A better location for city turf field
To the editor:
The proposed new turf field at Berkshire Community College has stirred up quite a controversy. Supporters champion a new turf field which they claim is better for playing soccer on and helps the community at large. Opponents see a possible carcinogen that could affect the children playing on it, as well as an environmental hazard in a sensitive ecological area.
Artificial turf is comprised of ground-up crumb rubber from tires. You all know the smell of burning rubber, right? That is what the turf field is going to smell like, that is what our kids are going to inhale, and it is ground crumb rubber that is likely to leach into our sensitive wetlands, creating an unnecessary environmental disaster.
In spite of the opposition, the turf field is a go. I am opposed to the turf field, but since it is going ahead, I have one final suggestion. Why not situate the field on former GE property on East Street next to Belanger Park?

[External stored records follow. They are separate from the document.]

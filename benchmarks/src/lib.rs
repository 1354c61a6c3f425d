//! Shared helpers for relplan benchmark suites.

use std::sync::Arc;

use relplan_harness::contract::{PlanningProblem, PlanningWorld};
use relplan_kernel::carrier::fact::Fact;
use relplan_kernel::carrier::state::State;
use relplan_kernel::carrier::symbol::SymbolTable;
use relplan_kernel::operators::compose::SchemaBuilder;
use relplan_kernel::operators::library::SchemaLibrary;
use relplan_kernel::operators::schema::ActionSchema;

/// A built problem with its searchable schemas extracted once.
pub struct Prepared {
    pub problem: PlanningProblem,
    pub schemas: Vec<Arc<ActionSchema>>,
}

/// Build `world` and extract its searchable schemas.
///
/// # Panics
///
/// Panics if the world fails to build. Benchmark setup failures are fatal.
pub fn prepare(world: &dyn PlanningWorld) -> Prepared {
    let problem = world.build().expect("world builds");
    let schemas = problem.library.searchable();
    Prepared { problem, schemas }
}

/// `balls` balls in `room0` of a one-way corridor of `rooms` rooms; the
/// goal puts every ball in the last room.
///
/// `walk(obj, from, to)` requires `(obj at from)` and `(from next to)`.
///
/// # Panics
///
/// Panics if `rooms` is zero or the symbol table overflows.
pub fn corridor(rooms: usize, balls: usize) -> Prepared {
    assert!(rooms > 0, "corridor needs at least one room");
    let mut table = SymbolTable::new();
    let mut library = SchemaLibrary::new();
    library
        .insert(
            SchemaBuilder::new("walk", &["obj", "from", "to"], &mut table)
                .precondition("obj", "at", "from")
                .precondition("from", "next", "to")
                .effect("obj", "at", "to")
                .negative_effect("obj", "at", "from")
                .build()
                .expect("walk schema is well formed"),
        )
        .expect("fresh library");
    let at = table.require("at").expect("interned by walk");
    let next = table.require("next").expect("interned by walk");

    let room_ids: Vec<_> = (0..rooms)
        .map(|i| table.intern(&format!("room{i}")).expect("room fits"))
        .collect();
    let ball_ids: Vec<_> = (0..balls)
        .map(|i| table.intern(&format!("ball{i}")).expect("ball fits"))
        .collect();

    let mut facts: Vec<Fact> = room_ids
        .windows(2)
        .map(|w| Fact::new(w[0], next, w[1]))
        .collect();
    facts.extend(ball_ids.iter().map(|&b| Fact::new(b, at, room_ids[0])));
    let last = room_ids[rooms - 1];
    let goal = State::new(ball_ids.iter().map(|&b| Fact::new(b, at, last)));

    let problem = PlanningProblem {
        table,
        library,
        initial: State::new(facts),
        goal,
    };
    let schemas = problem.library.searchable();
    Prepared { problem, schemas }
}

Checking the Facebook page for Belanger Park, it appears that Belanger, which is natural grass, has been used for soccer. Putting the turf field on adjacent property would definitely make sense. The adjacent property is a relatively large, unused flat surface that is not in an ecologically sensitive area.
It is a lot more centrally located and will therefore not cause congestion on outer West Street. Plus, there had been a traffic light that GE put in that was taken down, but I believe the underground wiring is still intact, so it would not be a lot of effort to put the traffic light back in to deal with the new traffic to the field.

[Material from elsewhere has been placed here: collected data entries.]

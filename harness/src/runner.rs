//! Harness runner: plans a world and packages the result as a run report.
//!
//! The runner uses ONLY kernel and search APIs. It does not implement any
//! planning logic itself.
//!
//! # Pipeline
//!
//! ```text
//! world.build() → build_policy()
//!   → DependencyGraphScorer::new() → search()
//!   → replay_plan() [apply_checked × N, goal check]
//!   → plan digest → canonical report bytes → report digest
//! ```
//!
//! Fail-closed: a plan that does not replay cleanly is an error, never a
//! report.

use relplan_kernel::carrier::state::State;
use relplan_kernel::carrier::symbol::SymbolTable;
use relplan_kernel::operators::apply::apply_checked;
use relplan_kernel::operators::instance::ActionInstance;
use relplan_kernel::proof::canon::{canonical_json_bytes, CanonError};
use relplan_kernel::proof::hash::{canonical_hash, ContentHash};
use relplan_kernel::proof::hash_domain::HashDomain;
use relplan_kernel::KernelError;
use relplan_search::error::SearchError;
use relplan_search::heuristic::DependencyGraphScorer;
use relplan_search::search::{search, SearchStats, TerminationReason};
use thiserror::Error;

use crate::contract::{PlanningWorld, WorldError};
use crate::policy::{build_policy, PolicyBuildError, PolicyConfig};

#[derive(Debug, Error)]
pub enum RunError {
    #[error("world build failed: {0}")]
    World(#[from] WorldError),
    #[error(transparent)]
    Policy(#[from] PolicyBuildError),
    #[error("search rejected: {0}")]
    Search(#[from] SearchError),
    /// A plan step was not applicable during replay.
    #[error("replay failed at step {step} ({action}): {source}")]
    ReplayFailed {
        step: usize,
        action: String,
        #[source]
        source: KernelError,
    },
    /// The replayed plan ends in a state that misses the goal.
    #[error("replayed plan leaves goals unmet: {unmet}")]
    GoalNotSatisfied { unmet: String },
    #[error("canonical JSON failed: {0}")]
    Canon(#[from] CanonError),
}

/// Outcome of one harness run.
#[derive(Debug, Clone, PartialEq, Eq)]
pub struct RunReport {
    pub world_id: String,
    /// Rendered plan steps; `None` when no plan was found.
    pub plan_lines: Option<Vec<String>>,
    pub termination: TerminationReason,
    pub stats: SearchStats,
    pub plan_digest: Option<ContentHash>,
    pub policy_digest: ContentHash,
    /// Fingerprint of the replayed final state, when a plan was found.
    pub final_fingerprint: Option<ContentHash>,
    /// Canonical JSON bytes of the whole report.
    pub report_bytes: Vec<u8>,
    pub report_digest: ContentHash,
}

impl RunReport {
    #[must_use]
    pub fn found_plan(&self) -> bool {
        self.plan_lines.is_some()
    }
}

/// Run a world with the default policy.
///
/// # Errors
///
/// Returns [`RunError`] at any pipeline step.
pub fn run(world: &dyn PlanningWorld) -> Result<RunReport, RunError> {
    run_world(world, &PolicyConfig::default())
}

/// Run a world through the full pipeline with explicit policy overrides.
///
/// # Errors
///
/// Returns [`RunError`] if the world fails to build, the policy is invalid,
/// or the returned plan fails checked replay.
pub fn run_world(world: &dyn PlanningWorld, config: &PolicyConfig) -> Result<RunReport, RunError> {
    let world_id = world.world_id().to_string();
    let problem = world.build()?;
    let snapshot = build_policy(&world_id, config)?;

    let schemas = problem.library.searchable();
    let scorer = DependencyGraphScorer::new(
        &problem.goal,
        &schemas,
        snapshot.policy.heuristic_depth,
        &problem.table,
    );
    let result = search(&problem.initial, &problem.goal, &schemas, &snapshot.policy, &scorer)?;

    let (plan_lines, plan_digest, final_fingerprint) = match &result.plan {
        Some(plan) => {
            let final_state = replay_plan(&problem.initial, &problem.goal, plan, &problem.table)?;
            let lines: Vec<String> = plan.iter().map(|a| a.render(&problem.table)).collect();
            let digest = digest_plan(&lines)?;
            (Some(lines), Some(digest), Some(final_state.fingerprint()))
        }
        None => (None, None, None),
    };

    let report_value = serde_json::json!({
        "final_fingerprint": final_fingerprint.as_ref().map(ContentHash::as_str),
        "initial_fingerprint": problem.initial.fingerprint().as_str(),
        "plan": plan_lines,
        "plan_digest": plan_digest.as_ref().map(ContentHash::as_str),
        "policy_digest": snapshot.digest.as_str(),
        "schema_version": "run_report.v1",
        "stats": stats_json(&result.stats),
        "symbol_table_digest": problem.table.digest()?.as_str(),
        "termination": result.termination.as_str(),
        "world_id": world_id,
    });
    let report_bytes = canonical_json_bytes(&report_value)?;
    let report_digest = canonical_hash(HashDomain::RunReport, &report_bytes);

    tracing::info!(
        world = %world_id,
        termination = result.termination.as_str(),
        steps = plan_lines.as_ref().map(Vec::len),
        report = %report_digest,
        "run complete"
    );

    Ok(RunReport {
        world_id,
        plan_lines,
        termination: result.termination,
        stats: result.stats,
        plan_digest,
        policy_digest: snapshot.digest,
        final_fingerprint,
        report_bytes,
        report_digest,
    })
}

/// Apply `plan` step by step with precondition checks and confirm the end
/// state satisfies `goal`. Returns the end state.
///
/// # Errors
///
/// Returns [`RunError::ReplayFailed`] at the first inapplicable step and
/// [`RunError::GoalNotSatisfied`] if the final state misses a goal fact.
pub fn replay_plan(
    initial: &State,
    goal: &State,
    plan: &[ActionInstance],
    names: &SymbolTable,
) -> Result<State, RunError> {
    let mut state = initial.clone();
    for (step, action) in plan.iter().enumerate() {
        state = apply_checked(&state, action, names).map_err(|source| RunError::ReplayFailed {
            step,
            action: action.render(names),
            source,
        })?;
    }
    let unmet = state.unmet_goals(goal);
    if !unmet.is_empty() {
        let unmet: Vec<String> = unmet.iter().map(|f| f.render(names)).collect();
        return Err(RunError::GoalNotSatisfied {
            unmet: unmet.join(", "),
        });
    }
    Ok(state)
}

fn digest_plan(lines: &[String]) -> Result<ContentHash, CanonError> {
    let bytes = canonical_json_bytes(&serde_json::json!(lines))?;
    Ok(canonical_hash(HashDomain::PlanDigest, &bytes))
}

fn stats_json(stats: &SearchStats) -> serde_json::Value {
    serde_json::json!({
        "depth_skips": stats.depth_skips,
        "duplicates": stats.duplicates,
        "expansions": stats.expansions,
        "frontier_high_water": stats.frontier_high_water,
        "generated": stats.generated,
        "nodes_created": stats.nodes_created,
    })
}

People coming from Westfield, Northampton or anyplace to the east wouldn't have to travel as far. If you're going west on Route 9, the GE location is a good 10 minutes closer than BCC. Any time saved is huge when traveling a long distance.
For those of you who would like the artificial turf, I would like for you to have it, but please, not at BCC. If turf field supporters would agree to this location change, I think we would all be happy, and this is what is most important.